■ **Assignment**: The data below calls for an exact copy.

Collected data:
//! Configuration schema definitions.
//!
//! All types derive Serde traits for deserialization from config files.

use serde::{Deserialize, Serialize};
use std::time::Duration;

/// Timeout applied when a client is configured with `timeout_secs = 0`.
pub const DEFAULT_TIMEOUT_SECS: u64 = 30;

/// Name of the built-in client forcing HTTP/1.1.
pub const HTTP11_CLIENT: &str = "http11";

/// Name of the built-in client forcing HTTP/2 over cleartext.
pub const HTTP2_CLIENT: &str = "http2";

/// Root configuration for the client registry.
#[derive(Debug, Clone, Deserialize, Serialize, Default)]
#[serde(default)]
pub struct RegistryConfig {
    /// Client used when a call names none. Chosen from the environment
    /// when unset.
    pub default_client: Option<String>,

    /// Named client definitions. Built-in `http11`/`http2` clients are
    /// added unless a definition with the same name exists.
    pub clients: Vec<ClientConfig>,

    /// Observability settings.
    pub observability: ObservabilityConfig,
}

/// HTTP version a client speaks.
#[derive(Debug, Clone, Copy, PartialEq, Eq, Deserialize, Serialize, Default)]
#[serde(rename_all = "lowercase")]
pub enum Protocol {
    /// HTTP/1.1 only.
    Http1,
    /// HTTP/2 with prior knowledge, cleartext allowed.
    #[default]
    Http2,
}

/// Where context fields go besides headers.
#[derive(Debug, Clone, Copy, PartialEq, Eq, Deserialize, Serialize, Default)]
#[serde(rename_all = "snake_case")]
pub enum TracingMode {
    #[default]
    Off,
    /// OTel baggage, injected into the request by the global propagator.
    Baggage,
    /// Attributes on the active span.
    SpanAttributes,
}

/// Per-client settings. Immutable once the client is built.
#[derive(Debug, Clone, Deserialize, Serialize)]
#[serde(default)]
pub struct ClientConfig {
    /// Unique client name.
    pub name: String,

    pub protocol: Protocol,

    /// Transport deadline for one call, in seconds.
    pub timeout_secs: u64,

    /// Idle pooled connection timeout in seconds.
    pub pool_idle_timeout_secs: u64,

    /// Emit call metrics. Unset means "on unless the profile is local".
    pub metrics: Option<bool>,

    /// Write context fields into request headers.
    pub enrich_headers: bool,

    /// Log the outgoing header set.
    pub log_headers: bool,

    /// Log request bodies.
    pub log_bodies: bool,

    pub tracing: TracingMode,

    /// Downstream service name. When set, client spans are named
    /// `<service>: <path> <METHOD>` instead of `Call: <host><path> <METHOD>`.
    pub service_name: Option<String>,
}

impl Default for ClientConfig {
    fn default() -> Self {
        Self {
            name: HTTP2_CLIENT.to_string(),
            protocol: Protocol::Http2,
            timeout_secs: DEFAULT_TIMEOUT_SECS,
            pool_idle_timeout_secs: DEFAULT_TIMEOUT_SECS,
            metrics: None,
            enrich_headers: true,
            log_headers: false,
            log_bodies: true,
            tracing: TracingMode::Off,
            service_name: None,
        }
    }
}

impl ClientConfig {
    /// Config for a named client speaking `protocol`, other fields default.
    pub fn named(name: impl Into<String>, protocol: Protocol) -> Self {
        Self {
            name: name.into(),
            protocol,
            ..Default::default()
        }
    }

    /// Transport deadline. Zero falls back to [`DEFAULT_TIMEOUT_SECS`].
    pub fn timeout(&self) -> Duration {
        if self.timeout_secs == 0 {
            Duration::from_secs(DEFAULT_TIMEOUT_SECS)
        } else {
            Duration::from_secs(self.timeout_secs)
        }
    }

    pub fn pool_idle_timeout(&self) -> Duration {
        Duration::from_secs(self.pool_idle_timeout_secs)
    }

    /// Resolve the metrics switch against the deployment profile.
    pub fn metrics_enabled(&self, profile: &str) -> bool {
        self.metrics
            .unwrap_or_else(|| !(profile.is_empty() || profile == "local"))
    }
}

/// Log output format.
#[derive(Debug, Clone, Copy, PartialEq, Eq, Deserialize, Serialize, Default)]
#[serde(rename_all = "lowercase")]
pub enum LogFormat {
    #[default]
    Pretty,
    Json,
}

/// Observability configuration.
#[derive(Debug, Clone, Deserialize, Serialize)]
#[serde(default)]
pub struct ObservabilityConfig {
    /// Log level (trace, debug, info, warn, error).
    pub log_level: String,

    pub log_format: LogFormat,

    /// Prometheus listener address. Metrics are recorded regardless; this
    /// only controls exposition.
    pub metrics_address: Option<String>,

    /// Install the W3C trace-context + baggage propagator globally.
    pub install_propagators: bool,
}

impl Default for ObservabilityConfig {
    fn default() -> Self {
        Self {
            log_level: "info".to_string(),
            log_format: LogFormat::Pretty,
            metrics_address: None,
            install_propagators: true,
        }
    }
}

■ **Answer to the problem**:
//! Configuration schema definitions.
//!
//! All types derive Serde traits for deserialization from config files.

use serde::{Deserialize, Serialize};
use std::time::Duration;

/// Timeout applied when a client is configured with `timeout_secs = 0`.
pub const DEFAULT_TIMEOUT_SECS: u64 = 30;

/// Name of the built-in client forcing HTTP/1.1.
pub const HTTP11_CLIENT: &str = "http11";

/// Name of the built-in client forcing HTTP/2 over cleartext.
pub const HTTP2_CLIENT: &str = "http2";

/// Root configuration for the client registry.
#[derive(Debug, Clone, Deserialize, Serialize, Default)]
#[serde(default)]
pub struct RegistryConfig {
    /// Client used when a call names none. Chosen from the environment
    /// when unset.
    pub default_client: Option<String>,

    /// Named client definitions. Built-in `http11`/`http2` clients are
    /// added unless a definition with the same name exists.
    pub clients: Vec<ClientConfig>,

    /// Observability settings.
    pub observability: ObservabilityConfig,
}

/// HTTP version a client speaks.
#[derive(Debug, Clone, Copy, PartialEq, Eq, Deserialize, Serialize, Default)]
#[serde(rename_all = "lowercase")]
pub enum Protocol {
    /// HTTP/1.1 only.
    Http1,
    /// HTTP/2 with prior knowledge, cleartext allowed.
    #[default]
    Http2,
}

/// Where context fields go besides headers.
#[derive(Debug, Clone, Copy, PartialEq, Eq, Deserialize, Serialize, Default)]
#[serde(rename_all = "snake_case")]
pub enum TracingMode {
    #[default]
    Off,
    /// OTel baggage, injected into the request by the global propagator.
    Baggage,
    /// Attributes on the active span.
    SpanAttributes,
}

/// Per-client settings. Immutable once the client is built.
#[derive(Debug, Clone, Deserialize, Serialize)]
#[serde(default)]
pub struct ClientConfig {
    /// Unique client name.
    pub name: String,

    pub protocol: Protocol,

    /// Transport deadline for one call, in seconds.
    pub timeout_secs: u64,

    /// Idle pooled connection timeout in seconds.
    pub pool_idle_timeout_secs: u64,

    /// Emit call metrics. Unset means "on unless the profile is local".
    pub metrics: Option<bool>,

    /// Write context fields into request headers.
    pub enrich_headers: bool,

    /// Log the outgoing header set.
    pub log_headers: bool,

    /// Log request bodies.
    pub log_bodies: bool,

    pub tracing: TracingMode,

    /// Downstream service name. When set, client spans are named
    /// `<service>: <path> <METHOD>` instead of `Call: <host><path> <METHOD>`.
    pub service_name: Option<String>,
}

impl Default for ClientConfig {
    fn default() -> Self {
        Self {
            name: HTTP2_CLIENT.to_string(),
            protocol: Protocol::Http2,
            timeout_secs: DEFAULT_TIMEOUT_SECS,
            pool_idle_timeout_secs: DEFAULT_TIMEOUT_SECS,
            metrics: None,
            enrich_headers: true,
            log_headers: false,
            log_bodies: true,
            tracing: TracingMode::Off,
            service_name: None,
        }
    }
}

impl ClientConfig {
    /// Config for a named client speaking `protocol`, other fields default.
    pub fn named(name: impl Into<String>, protocol: Protocol) -> Self {
        Self {
            name: name.into(),
            protocol,
            ..Default::default()
        }
    }

    /// Transport deadline. Zero falls back to [`DEFAULT_TIMEOUT_SECS`].
    pub fn timeout(&self) -> Duration {
        if self.timeout_secs == 0 {
            Duration::from_secs(DEFAULT_TIMEOUT_SECS)
        } else {
            Duration::from_secs(self.timeout_secs)
        }
    }

    pub fn pool_idle_timeout(&self) -> Duration {
        Duration::from_secs(self.pool_idle_timeout_secs)
    }

    /// Resolve the metrics switch against the deployment profile.
    pub fn metrics_enabled(&self, profile: &str) -> bool {
        self.metrics
            .unwrap_or_else(|| !(profile.is_empty() || profile == "local"))
    }
}

/// Log output format.
#[derive(Debug, Clone, Copy, PartialEq, Eq, Deserialize, Serialize, Default)]
#[serde(rename_all = "lowercase")]
pub enum LogFormat {
    #[default]
    Pretty,
    Json,
}

/// Observability configuration.
#[derive(Debug, Clone, Deserialize, Serialize)]
#[serde(default)]
pub struct ObservabilityConfig {
    /// Log level (trace, debug, info, warn, error).
    pub log_level: String,

    pub log_format: LogFormat,

    /// Prometheus listener address. Metrics are recorded regardless; this
    /// only controls exposition.
    pub metrics_address: Option<String>,

    /// Install the W3C trace-context + baggage propagator globally.
    pub install_propagators: bool,
}

impl Default for ObservabilityConfig {
    fn default() -> Self {
        Self {
            log_level: "info".to_string(),
            log_format: LogFormat::Pretty,
            metrics_address: None,
            install_propagators: true,
        }
    }
}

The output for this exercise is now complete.